Ensuite viennent les tâches importantes mais non urgentes. C'est dans cette catégorie qu'on va trouver toutes les tâches qui sont importantes pour nous pour atteindre nos objectifs : prendre le temps de se former, prendre le temps de se documenter, prendre le temps de rencontrer des personnes importantes pour nous aiguiller. C'est là-dessus qu'on doit absolument investir du temps.

Tout ce qui est non important mais urgent sont les demandes des autres. Les autres viennent nous solliciter avec leurs demandes. Il faut essayer d'éviter de le faire soit en déléguant, via éventuellement des ressources collaboratives alternatives, soit arriver à les éviter.

Enfin il y a tout ce qui est non urgent et non important. Ce sont les futilités comme passer du temps sur Instagram… Il faut essayer de pas le faire. En revanche prendre un café avec ses collègues, on pourrait mettre ça dans le non important et non urgent, néanmoins ça participe à beaucoup de choses. On en revient à la santé mentale. Mais c'est aussi au café en plaisantant sur ce qu'on a fait ce week-end qu’on peut avoir l'idée ou dire quelque chose qui va nous faire tilter.

Prendre le temps d'aller marcher, prendre le temps d'aller courir, prendre le temps de faire ce qui nous fait plaisir, je mets ces activités dans la catégorie « important et non urgent ». C'est important, ça n’est pas urgent, mais on doit trouver de l'espace pour le faire.

Comment collaborer efficacement ?

On a tendance, quand on vient nous solliciter, à absolument vouloir répondre à la demande de l’autre. On a du mal à dire non. Sans aller jusqu'à dire non, il y a d'autres façons de collaborer avec quelqu'un que de se mettre à travailler sur son dossier. La Harvard Business Review a travaillé sur le sujet et identifié 3 types de ressources.

La première c'est une ressource informationnelle.
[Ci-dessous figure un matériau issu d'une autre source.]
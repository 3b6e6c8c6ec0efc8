//! 仿真时间类型
//!
//! 定义宿主仿真器的时间戳及其单位转换。

/// 仿真时间（微秒，与宿主脚本里的 `time` 同口径）。
#[derive(Debug, Clone, Copy, PartialEq, Eq, PartialOrd, Ord, Default)]
pub struct SimTime(pub u64);

impl SimTime {
    pub const ZERO: SimTime = SimTime(0);
    pub fn from_millis(ms: u64) -> SimTime {
        SimTime(ms.saturating_mul(1_000))
    }
    pub fn from_secs(s: u64) -> SimTime {
        SimTime(s.saturating_mul(1_000_000))
    }
    /// 两个时间点之间的差值，早于 `earlier` 时取 0。
    pub fn saturating_since(self, earlier: SimTime) -> u64 {
        self.0.saturating_sub(earlier.0)
    }
    pub fn saturating_add(self, d: SimTime) -> SimTime {
        SimTime(self.0.saturating_add(d.0))
    }
}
Ce sont les notes, les procédures, les emails récapitulatifs qu'on a pu écrire qu'on pourrait dans un premier temps envoyer à la personne qui nous fait une demande en lui disant « regarde ça et si tu as des questions viens me voir pour en discuter». C’est une façon de prendre de l'avance sur la discussion pour la rendre plus riche, avec plus de valeur ajoutée.
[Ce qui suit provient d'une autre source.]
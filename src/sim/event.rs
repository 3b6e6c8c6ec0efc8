//! 事件 trait
//!
//! 定义宿主调度的事件接口。

use super::simulator::Simulator;
use super::world::World;

/// 事件：可被调度执行。`self: Box<Self>` 让事件在执行时拿回自己的所有权（日志消息不必克隆）。
pub trait Event: 'static {
    fn execute(self: Box<Self>, sim: &mut Simulator, world: &mut dyn World);
}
La deuxième ressource c'est ce qu'on appelle la ressource relationnelle. Quelqu'un va nous faire une demande mais peut-être que nous avons identifié une ressource pour mieux lui répondre. Donc là ce qu'on peut faire plutôt que de prendre le temps de lui répondre, c'est de l'envoyer vers cette bonne personne et la mettre en relation.
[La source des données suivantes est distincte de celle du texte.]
//! 消息分类
//!
//! 按子串匹配给日志消息分类，按固定优先级检查，先匹配者胜出。

use serde::{Deserialize, Serialize};

/// 各类消息的特征子串，可由配置覆盖。
#[derive(Debug, Clone, PartialEq, Eq, Serialize, Deserialize)]
#[serde(default)]
pub struct Markers {
    pub completion: String,
    pub schedule_update: String,
    pub receive: String,
    pub transmit: String,
    pub timeout: String,
    /// 任一子串命中即视为拓扑变化
    pub topology: Vec<String>,
    pub neighbor_link: String,
}

impl Default for Markers {
    fn default() -> Self {
        Self {
            completion: "pkt->type = complete".to_string(),
            schedule_update: "schedule_updater_pkt".to_string(),
            receive: "Received".to_string(),
            transmit: "Sending".to_string(),
            timeout: "Timer expired".to_string(),
            topology: vec!["Switching parent".to_string(), LINK_COUNT_MARKER.to_string()],
            neighbor_link: "neighbor".to_string(),
        }
    }
}

/// 拓扑应用打印链路数的前缀，后面跟十进制链路数。
pub const LINK_COUNT_MARKER: &str = "Graph n_links:";

/// 分类结果
#[derive(Debug, Clone, Copy, PartialEq, Eq)]
pub enum Classification {
    Completion,
    ScheduleUpdate,
    Receive,
    Transmit,
    Timeout,
    Topology,
    NeighborLink,
    Unmatched,
}

impl Markers {
    /// 对一条消息分类。
    ///
    /// `schedule_anchored` 为真时（首个调度包时间已记录），调度消息不再单独归类，
    /// 而是继续参与后面的匹配。
    pub fn classify(&self, message: &str, schedule_anchored: bool) -> Classification {
        if message.contains(self.completion.as_str()) {
            Classification::Completion
        } else if !schedule_anchored && message.contains(self.schedule_update.as_str()) {
            Classification::ScheduleUpdate
        } else if message.contains(self.receive.as_str()) {
            Classification::Receive
        } else if message.contains(self.transmit.as_str()) {
            Classification::Transmit
        } else if message.contains(self.timeout.as_str()) {
            Classification::Timeout
        } else if self.topology.iter().any(|m| message.contains(m.as_str())) {
            Classification::Topology
        } else if message.contains(self.neighbor_link.as_str()) {
            Classification::NeighborLink
        } else {
            Classification::Unmatched
        }
    }
}

/// 从 `Graph n_links: <n>` 形式的消息里取出链路数。
pub fn parse_link_count(message: &str) -> Option<usize> {
    let rest = &message[message.find(LINK_COUNT_MARKER)? + LINK_COUNT_MARKER.len()..];
    let digits: String = rest
        .trim_start()
        .chars()
        .take_while(|c| c.is_ascii_digit())
        .collect();
    digits.parse().ok()
}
La troisième ressource c'est la ressource personnelle. On va passer du temps avec la personne pour répondre à sa question. C'est cette ressource qu'on doit utiliser le moins souvent possible car c'est la plus engageante à la fois dans l'agenda mais aussi émotionnellement. Les études montrent que les femmes ont tendance à davantage se tourner vers ce type de collaboration parce qu’on attend d'elles qu'elles le fassent.